Volume 93, Issue 76

Tuesday, February 15, 2000


Rainy days at Beach

Tigger loses his bounce for adult audiences

Maude, we hardly knew you

Tina effort tries for Young blood

Rainy days at Beach

Photo by Peter Mountain
"I WONDER WHO I'LL SLEEP WITH TODAY." Leonardo DiCaprio takes a break from his sad, tragic lifestyle to make the sad, tragic new movie, The Beach.

By Chris Belear
Gazette Writer

One can almost feel the buzz and excitement radiating from countless teenage girls as they flock into the theatre, awaiting the arrival of their long-absent silver screen god. They sit anxiously in their seats, boisterous and clammy, waiting for another chapter to what has simply become "Leo-mania."

In The Beach, a film adaptation of Alex Garland's novel about desire and the search for paradise, DiCaprio plays Richard, a young American who ventures to Thailand in search of simplicity and adventure.

A product of the Nintendo generation, Garland lives in a world where everything is electronic and automated with the purpose of enhancing and simplifying life. It is his desire to connect with someone which drives him to Thailand, however he soon discovers that even paradise has its problems.

The opening scenes, which show Richard wandering the hectic streets of Bangkok, are visually stunning and entertaining. A well-chosen soundtrack (comprised mainly of suitable techno and house beats) accompanies Richard as he cruises around a perfectly depicted urban background, exploring the scenery and the culture.

After checking into a seedy and steamy hotel in Bangkok, he encounters Daffy (Robert Carlyle), an old and hyperactive traveller ravaged by years of UV rays and drugs. Daffy promptly commits suicide, but not before giving Richard a map to a secret beach which promises to be a paradise on earth.

Richard hooks up with a French couple, Francoise (Virginie Ledoyen) and Etienne (Guillame Canet) and persuades them to go on the journey with him. From there, they brave sharks, evade AK-47-toting dope farmers, jump cliffs and smoke drugs, all on the way to finding the lost beach.

The film remains suspenseful and stylish up to this point, but begins a slow and steady decline afterwards. Upon arriving at the beach, the three discover a secluded community of young half-naked and bronzed travellers and are instantly welcomed by this Abercrombie & Fitch catalogue-esque community. The first images of the beach and its exotic surroundings are awe-inspiring, coupled with fitting trance-like sounds from Moby, Underworld and Blur, among others. This combination of cinematography and music is by far the most enticing part of the film.

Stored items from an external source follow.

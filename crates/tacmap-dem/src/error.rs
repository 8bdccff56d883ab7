//! Error types for the terrain crate.

use tacmap_fetch::FetchError;
use thiserror::Error;

/// Errors that can occur when resolving or sampling terrain data.
#[derive(Debug, Error)]
pub enum TerrainError {
    /// Every storage source failed for an index or tile.
    #[error("Network error: {0}")]
    Network(#[source] FetchError),

    /// Any other fetch failure (archive entry missing, malformed archive...).
    #[error("Fetch error: {0}")]
    Fetch(#[source] FetchError),

    /// TIFF decoding error.
    #[error("TIFF decode error: {0}")]
    TiffDecode(#[from] tiff::TiffError),

    /// Raster dimensions and data do not agree.
    #[error("Invalid raster: {0}")]
    InvalidRaster(String),

    /// Unsupported sample layout in the TIFF file.
    #[error("Unsupported TIFF data type: {0}")]
    UnsupportedDataType(String),

    /// Index document does not have a recognised shape.
    #[error("Invalid {dataset} index {path}: {reason}")]
    InvalidIndex {
        /// Dataset type label.
        dataset: &'static str,
        /// Logical path of the document.
        path: String,
        /// What was wrong with it.
        reason: String,
    },

    /// The master index has no partition with this key.
    #[error("Unknown {dataset} region: {key}")]
    UnknownRegion {
        /// Dataset type label.
        dataset: &'static str,
        /// Requested region key.
        key: String,
    },

    /// The blocking decode task panicked or was cancelled.
    #[error("Tile decode task failed: {0}")]
    DecodeTask(#[from] tokio::task::JoinError),
}

impl From<FetchError> for TerrainError {
    fn from(err: FetchError) -> Self {
        match err {
            FetchError::ResourceUnavailable { .. } => TerrainError::Network(err),
            other => TerrainError::Fetch(other),
        }
    }
}

impl TerrainError {
    /// Whether every storage source failed.
    pub fn is_network(&self) -> bool {
        matches!(self, TerrainError::Network(_))
    }
}
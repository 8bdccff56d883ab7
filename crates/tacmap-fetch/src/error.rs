//! Error types for the fetch crate.

use thiserror::Error;

/// Errors produced while reading a single-entry archive buffer.
#[derive(Debug, Error, Clone, PartialEq, Eq)]
pub enum ArchiveError {
    /// The buffer was exhausted without a header matching the entry name.
    #[error("Archive entry not found: {entry}")]
    EntryNotFound {
        /// Requested entry name.
        entry: String,
    },

    /// A header could not be parsed, or its data runs past the buffer.
    #[error("Malformed archive header at offset {offset}: {reason}")]
    MalformedArchive {
        /// Byte offset of the offending header.
        offset: usize,
        /// What was wrong with it.
        reason: String,
    },
}

/// Errors that can occur when fetching terrain resources.
#[derive(Debug, Error)]
pub enum FetchError {
    /// HTTP transport error (connection refused, timeout, TLS...).
    #[error("HTTP request error: {0}")]
    Http(#[from] reqwest::Error),

    /// Transport-level failure reported by a non-reqwest fetcher.
    #[error("Transport error: {0}")]
    Transport(String),

    /// The server answered with a non-success status.
    #[error("HTTP {status} from {url}")]
    Status {
        /// Requested URL.
        url: String,
        /// Response status code.
        status: u16,
    },

    /// I/O error reading a locally bundled copy.
    #[error("I/O error: {0}")]
    Io(#[from] std::io::Error),

    /// The payload was fetched but could not be decoded.
    #[error("JSON decode error: {0}")]
    Json(#[from] serde_json::Error),

    /// Every storage candidate failed for this resource.
    #[error("Resource {path} unavailable from every source (tried: {})", attempted.join(", "))]
    ResourceUnavailable {
        /// Logical resource path.
        path: String,
        /// Description of each attempted candidate and why it failed.
        attempted: Vec<String>,
    },

    /// Archive entry extraction failed.
    #[error(transparent)]
    Archive(#[from] ArchiveError),
}

impl FetchError {
    /// Whether the failure says the backend itself is unreachable, as opposed
    /// to the backend answering "not here".
    pub fn is_transport(&self) -> bool {
        matches!(self, FetchError::Http(_) | FetchError::Transport(_))
    }
}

Of course, the fun can't last forever. Unfortunate accidents, lust, desire and petty jealousy afflict the group, tearing them apart. From here on, the film goes from surreal to simply boring. The weak script strays too far from Garland's brilliant novel and is unable to support what could have been a great movie about isolation robbing one's innocence.

That said, it is still an entertaining picture worth seeing for its superficiality. Boyle's effort is a beautifully packaged story on the outside, which is sure to entice both the mind and body with its provocative depictions of an exotic paradise.

All in all, The Beach tries too hard to be this generation's Apocalypse Now when it's just another pop culture flick intended to attract dollars rather than accolades. A closer look will surely disappoint, as the script fails to fully develop from a slumping, fragmented plot.

It will, however, keep the teenage girls buzzing as they sit back and take in some unadulterated "Leo-mania."